(Dataset entries)
------------------------------------------------------------

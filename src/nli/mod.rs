//! NLI predictors and the model registry.
//!
//! - [`NliPredictor`] is the batched inference seam used by [`crate::imager`].
//! - [`CandleNliPredictor`] runs a local BERT or RoBERTa checkpoint with candle.
//! - [`ModelSpec`] resolves a short model name to its label layout.

/// Sequence-classification head over a BERT or RoBERTa encoder.
pub mod bert;
/// Device selection (CPU / Metal / CUDA).
pub mod device;
mod error;
#[cfg(any(test, feature = "mock"))]
mod mock;
mod predictor;
mod registry;
/// Tokenizer loading helpers.
pub mod utils;


pub use error::NliError;
#[cfg(any(test, feature = "mock"))]
pub use mock::MockPredictor;
pub use predictor::CandleNliPredictor;
pub use registry::{LabelMap, ModelSpec, NliLabel};

use crate::constants::NLI_CLASSES;

/// Batched premise/hypothesis inference.
///
/// Returns one probability distribution per input pair, in the same order, with
/// classes laid out in the predictor's own index order (see [`LabelMap`]).
/// Outputs for a pair must not depend on which other pairs share its batch.
pub trait NliPredictor: Send + Sync {
    fn predict(&self, pairs: &[(&str, &str)]) -> Result<Vec<[f32; NLI_CLASSES]>, NliError>;
}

------------------------------------------------------------

INSTRUCTIONS TO FOLLOW
Nothing may be omitted; retype every record exactly.

RESPONSE TO THIS EXERCISE
filename src/nli/mod.rs
//! NLI predictors and the model registry.
//!
//! - [`NliPredictor`] is the batched inference seam used by [`crate::imager`].
//! - [`CandleNliPredictor`] runs a local BERT or RoBERTa checkpoint with candle.
//! - [`ModelSpec`] resolves a short model name to its label layout.

/// Sequence-classification head over a BERT or RoBERTa encoder.
pub mod bert;
/// Device selection (CPU / Metal / CUDA).
pub mod device;
mod error;
#[cfg(any(test, feature = "mock"))]
mod mock;
mod predictor;
mod registry;
/// Tokenizer loading helpers.
pub mod utils;


pub use error::NliError;
#[cfg(any(test, feature = "mock"))]
pub use mock::MockPredictor;
pub use predictor::CandleNliPredictor;
pub use registry::{LabelMap, ModelSpec, NliLabel};

use crate::constants::NLI_CLASSES;

/// Batched premise/hypothesis inference.
///
/// Returns one probability distribution per input pair, in the same order, with
/// classes laid out in the predictor's own index order (see [`LabelMap`]).
/// Outputs for a pair must not depend on which other pairs share its batch.
pub trait NliPredictor: Send + Sync {
    fn predict(&self, pairs: &[(&str, &str)]) -> Result<Vec<[f32; NLI_CLASSES]>, NliError>;
}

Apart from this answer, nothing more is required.